=== PROBLEM REQUIREMENTS ===
A single number is required: the count of lines in the records below that contain the word "Serialize".

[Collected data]
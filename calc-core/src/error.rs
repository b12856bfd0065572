//! User-visible calculator failures.

use serde::{Deserialize, Serialize};
use thiserror::Error;

/// Errors surfaced to the calculator user.
///
/// The `Display` text is exactly what the calculator screen shows when the
/// operation fails.
#[derive(Debug, Clone, Copy, PartialEq, Eq, Error, Serialize, Deserialize)]
pub enum CalcError {
    /// The result left the representable magnitude range.
    #[error("Overflow")]
    Overflow,

    /// A nonzero value was divided by zero.
    #[error("Cannot divide by zero")]
    DivideByZero,

    /// Zero was divided by zero.
    #[error("Result is undefined")]
    DivideZeroByZero,

    /// An operation was applied outside its domain, such as the square root
    /// of a negative number or unparseable input.
    #[error("Invalid input")]
    InvalidInput,
}

#[cfg(test)]
mod tests {
    use pretty_assertions::assert_eq;

    use super::*;

    #[test]
    fn display_matches_screen_messages() {
        assert_eq!(CalcError::Overflow.to_string(), "Overflow");
        assert_eq!(CalcError::DivideByZero.to_string(), "Cannot divide by zero");
        assert_eq!(CalcError::DivideZeroByZero.to_string(), "Result is undefined");
        assert_eq!(CalcError::InvalidInput.to_string(), "Invalid input");
    }
}
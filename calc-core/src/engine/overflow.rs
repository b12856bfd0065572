//! Result range validation.
//!
//! Results are kept within the range a pocket calculator can still talk
//! about in scientific notation with a four-digit exponent: the first value
//! to overflow upward is `1e+10000`, the first to underflow is `1e-10000`.

use tracing::warn;

use crate::error::CalcError;
use crate::value::DecimalValue;

/// First unrepresentable decimal exponent, in either direction.
const EXPONENT_LIMIT: i64 = 10_000;

/// Checks a normalized result against the representable range.
///
/// A nonzero value overflows when the exponent of its leading digit reaches
/// `10000` or `-10000`; `9.99…e+9999` and `1.e-9999` are the last values in
/// range. Zero is always valid, including the exact zero produced by
/// dividing zero.
pub fn validate(value: &DecimalValue) -> Result<(), CalcError> {
    if value.is_zero() {
        return Ok(());
    }
    let exponent = value.exponent();
    if exponent.abs() >= EXPONENT_LIMIT {
        warn!(exponent, "result out of representable range");
        return Err(CalcError::Overflow);
    }
    Ok(())
}
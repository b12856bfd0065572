//! Decimal square root.
//!
//! Newton's method over [`DecimalValue`], producing results rounded to 16
//! significant digits half-even (the decimal64 contract). The input is
//! first rescaled by an even power of ten so that a single double-precision
//! seed plus one Newton step at 18 digits lands within the final rounding.

use num_bigint::BigInt;
use num_traits::One;
use tracing::warn;

use crate::error::CalcError;
use crate::value::{DecimalValue, Rounding};

/// Significant digits kept in results.
pub(crate) const RESULT_PRECISION: i64 = 16;

/// Minimum precision of the Newton step; two guard digits past the result.
const STEP_PRECISION: i64 = 18;

/// Square root of a non-negative decimal.
///
/// The result carries the input's preferred scale (`input.scale() / 2`)
/// when that can be done without inventing digits: `sqrt(100)` is exactly
/// `10` at scale 0 and `sqrt(0.09)` is `0.3` at scale 1.
pub fn sqrt(number: &DecimalValue) -> Result<DecimalValue, CalcError> {
    if number.is_negative() {
        warn!("square root of a negative number");
        return Err(CalcError::InvalidInput);
    }
    if number.is_zero() {
        return Ok(DecimalValue::zero());
    }

    let preferred_scale = number.scale() / 2;
    let stripped = number.normalized();

    // Powers of ten with an even exponent have an exact one-digit root.
    if stripped.unscaled().is_one() && stripped.scale() % 2 == 0 {
        let root = DecimalValue::from_parts(BigInt::one(), stripped.scale() / 2);
        if root.scale() != preferred_scale {
            return Ok(apply_preferred_scale(root, preferred_scale));
        }
        return Ok(root);
    }

    // Shift by an even power of ten so the seed exponent halves exactly.
    let exponent_offset = {
        let scale = stripped.scale() - stripped.precision() + 1;
        if scale % 2 == 0 { scale } else { scale - 1 }
    };
    let working = stripped.mul_pow10(exponent_offset);

    let guess = DecimalValue::from_f64_exact(working.to_f64().sqrt());
    let precision = STEP_PRECISION.max(working.precision());
    let quotient = working.div_to_precision(&guess, precision, Rounding::HalfEven);
    let sum = guess.add(&quotient);
    let half = DecimalValue::from_parts(BigInt::from(5), 1);
    let approx = half.mul(&sum).round_to_precision(precision, Rounding::HalfEven);

    let result = approx
        .mul_pow10(-exponent_offset / 2)
        .round_to_precision(RESULT_PRECISION, Rounding::HalfEven);
    if result.scale() != preferred_scale {
        return Ok(apply_preferred_scale(result, preferred_scale));
    }
    Ok(result)
}

/// Re-expresses an exact result at the scale the input suggests, padding
/// with zeros up to the 16-digit cap and never discarding digits.
fn apply_preferred_scale(value: DecimalValue, preferred: i64) -> DecimalValue {
    let stripped = value.normalized();
    let target = stripped.scale().max(preferred);
    stripped
        .with_scale(target, Rounding::Down)
        .round_to_precision(RESULT_PRECISION, Rounding::HalfEven)
}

=== SOLVED EXERCISE ===
2